▶ **WORK ITEM**
Your task is to copy the lines of the data below from the line holding "filename src/cli/commands/status.rs" through the line holding "the command arguments.", inclusive, exactly and with nothing added.

▶ **DATA**
*** Begin section ***

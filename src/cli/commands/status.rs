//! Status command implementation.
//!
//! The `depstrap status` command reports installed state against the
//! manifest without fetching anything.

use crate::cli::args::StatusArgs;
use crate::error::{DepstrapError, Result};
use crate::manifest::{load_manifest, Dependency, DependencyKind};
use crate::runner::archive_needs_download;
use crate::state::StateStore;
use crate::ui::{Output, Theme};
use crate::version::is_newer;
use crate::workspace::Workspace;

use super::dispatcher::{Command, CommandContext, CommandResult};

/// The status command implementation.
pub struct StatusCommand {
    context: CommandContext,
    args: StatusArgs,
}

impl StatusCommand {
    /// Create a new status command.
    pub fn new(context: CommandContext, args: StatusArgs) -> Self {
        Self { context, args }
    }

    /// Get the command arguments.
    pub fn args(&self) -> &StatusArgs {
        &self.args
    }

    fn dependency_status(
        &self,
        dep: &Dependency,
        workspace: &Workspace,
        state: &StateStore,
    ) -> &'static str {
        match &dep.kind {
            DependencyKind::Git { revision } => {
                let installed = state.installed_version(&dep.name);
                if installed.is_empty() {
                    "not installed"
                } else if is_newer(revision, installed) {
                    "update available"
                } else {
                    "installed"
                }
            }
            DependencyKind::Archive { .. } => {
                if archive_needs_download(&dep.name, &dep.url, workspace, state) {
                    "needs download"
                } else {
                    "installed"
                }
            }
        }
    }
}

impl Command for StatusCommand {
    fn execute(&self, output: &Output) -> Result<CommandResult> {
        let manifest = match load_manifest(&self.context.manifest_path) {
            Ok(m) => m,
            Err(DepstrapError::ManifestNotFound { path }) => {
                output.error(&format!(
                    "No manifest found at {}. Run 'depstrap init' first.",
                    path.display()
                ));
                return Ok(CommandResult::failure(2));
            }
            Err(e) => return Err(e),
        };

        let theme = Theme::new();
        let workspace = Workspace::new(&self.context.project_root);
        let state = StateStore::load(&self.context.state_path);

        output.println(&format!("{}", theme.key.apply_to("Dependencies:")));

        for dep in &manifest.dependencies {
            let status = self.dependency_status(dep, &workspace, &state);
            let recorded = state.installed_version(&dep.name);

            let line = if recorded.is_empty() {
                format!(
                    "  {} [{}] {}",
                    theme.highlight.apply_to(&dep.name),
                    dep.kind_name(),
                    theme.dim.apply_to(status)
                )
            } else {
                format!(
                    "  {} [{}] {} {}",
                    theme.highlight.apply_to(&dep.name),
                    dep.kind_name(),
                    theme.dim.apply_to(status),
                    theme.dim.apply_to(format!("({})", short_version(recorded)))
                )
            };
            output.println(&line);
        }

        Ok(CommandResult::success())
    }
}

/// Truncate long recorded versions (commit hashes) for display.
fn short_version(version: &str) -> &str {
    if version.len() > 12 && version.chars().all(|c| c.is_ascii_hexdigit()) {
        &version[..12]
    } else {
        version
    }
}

*** End section ***
*** Begin section ***

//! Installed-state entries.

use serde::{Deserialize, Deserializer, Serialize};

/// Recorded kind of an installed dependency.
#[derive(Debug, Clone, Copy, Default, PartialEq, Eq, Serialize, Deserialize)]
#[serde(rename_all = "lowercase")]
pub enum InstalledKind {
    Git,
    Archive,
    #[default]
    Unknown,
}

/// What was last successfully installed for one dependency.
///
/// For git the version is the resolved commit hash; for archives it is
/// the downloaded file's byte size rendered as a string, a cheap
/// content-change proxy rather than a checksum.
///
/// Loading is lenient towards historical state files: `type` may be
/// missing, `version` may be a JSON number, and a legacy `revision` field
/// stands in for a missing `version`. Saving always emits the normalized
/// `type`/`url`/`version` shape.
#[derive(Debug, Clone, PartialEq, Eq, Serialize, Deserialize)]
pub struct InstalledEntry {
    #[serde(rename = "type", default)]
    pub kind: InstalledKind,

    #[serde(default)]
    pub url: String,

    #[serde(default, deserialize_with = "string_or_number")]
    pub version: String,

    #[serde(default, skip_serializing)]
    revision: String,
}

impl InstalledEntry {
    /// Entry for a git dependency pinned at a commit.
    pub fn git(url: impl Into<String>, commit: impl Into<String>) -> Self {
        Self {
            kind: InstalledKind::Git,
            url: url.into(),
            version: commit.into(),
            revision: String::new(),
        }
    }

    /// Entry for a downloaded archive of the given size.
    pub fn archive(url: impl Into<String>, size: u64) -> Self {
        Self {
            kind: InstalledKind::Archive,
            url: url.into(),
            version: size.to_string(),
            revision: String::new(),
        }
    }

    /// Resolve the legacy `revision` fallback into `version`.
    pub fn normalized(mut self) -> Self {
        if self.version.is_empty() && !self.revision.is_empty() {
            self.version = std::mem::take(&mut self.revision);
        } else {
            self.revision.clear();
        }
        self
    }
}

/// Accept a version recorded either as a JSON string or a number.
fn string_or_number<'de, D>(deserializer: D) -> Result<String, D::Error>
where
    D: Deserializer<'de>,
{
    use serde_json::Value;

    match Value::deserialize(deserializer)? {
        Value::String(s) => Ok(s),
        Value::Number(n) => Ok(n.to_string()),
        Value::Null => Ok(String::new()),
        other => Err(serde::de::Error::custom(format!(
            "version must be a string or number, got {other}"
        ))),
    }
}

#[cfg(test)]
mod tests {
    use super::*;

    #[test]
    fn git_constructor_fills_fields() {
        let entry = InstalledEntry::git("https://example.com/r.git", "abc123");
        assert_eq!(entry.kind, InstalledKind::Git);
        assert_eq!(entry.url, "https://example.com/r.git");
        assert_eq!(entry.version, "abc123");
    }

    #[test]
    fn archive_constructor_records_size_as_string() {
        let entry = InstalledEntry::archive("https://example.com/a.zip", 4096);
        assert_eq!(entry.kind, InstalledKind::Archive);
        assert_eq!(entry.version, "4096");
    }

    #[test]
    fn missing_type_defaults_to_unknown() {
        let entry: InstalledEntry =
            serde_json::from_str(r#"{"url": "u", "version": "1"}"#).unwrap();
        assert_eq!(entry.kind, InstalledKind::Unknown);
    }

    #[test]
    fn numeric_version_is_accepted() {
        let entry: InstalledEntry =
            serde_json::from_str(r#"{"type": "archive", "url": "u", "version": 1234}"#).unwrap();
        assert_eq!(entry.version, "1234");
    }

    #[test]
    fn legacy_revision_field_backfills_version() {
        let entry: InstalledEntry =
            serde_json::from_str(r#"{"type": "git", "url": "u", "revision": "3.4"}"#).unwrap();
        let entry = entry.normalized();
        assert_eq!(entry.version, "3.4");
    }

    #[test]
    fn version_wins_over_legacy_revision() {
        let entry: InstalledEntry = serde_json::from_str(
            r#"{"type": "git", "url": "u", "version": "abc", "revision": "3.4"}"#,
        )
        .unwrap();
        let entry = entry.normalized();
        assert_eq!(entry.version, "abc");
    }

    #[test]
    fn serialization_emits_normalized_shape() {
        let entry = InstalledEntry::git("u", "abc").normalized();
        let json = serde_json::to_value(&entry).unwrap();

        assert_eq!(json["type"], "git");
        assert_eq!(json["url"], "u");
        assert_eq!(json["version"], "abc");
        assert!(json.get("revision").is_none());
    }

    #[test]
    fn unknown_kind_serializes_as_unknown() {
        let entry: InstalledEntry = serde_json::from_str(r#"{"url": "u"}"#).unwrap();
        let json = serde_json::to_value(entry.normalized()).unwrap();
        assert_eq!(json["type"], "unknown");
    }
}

*** End section ***

▶ **WRITTEN ANSWER**
filename src/cli/commands/status.rs
//! Status command implementation.
//!
//! The `depstrap status` command reports installed state against the
//! manifest without fetching anything.

use crate::cli::args::StatusArgs;
use crate::error::{DepstrapError, Result};
use crate::manifest::{load_manifest, Dependency, DependencyKind};
use crate::runner::archive_needs_download;
use crate::state::StateStore;
use crate::ui::{Output, Theme};
use crate::version::is_newer;
use crate::workspace::Workspace;

use super::dispatcher::{Command, CommandContext, CommandResult};

/// The status command implementation.
pub struct StatusCommand {
    context: CommandContext,
    args: StatusArgs,
}

impl StatusCommand {
    /// Create a new status command.
    pub fn new(context: CommandContext, args: StatusArgs) -> Self {
        Self { context, args }
    }

    /// Get the command arguments.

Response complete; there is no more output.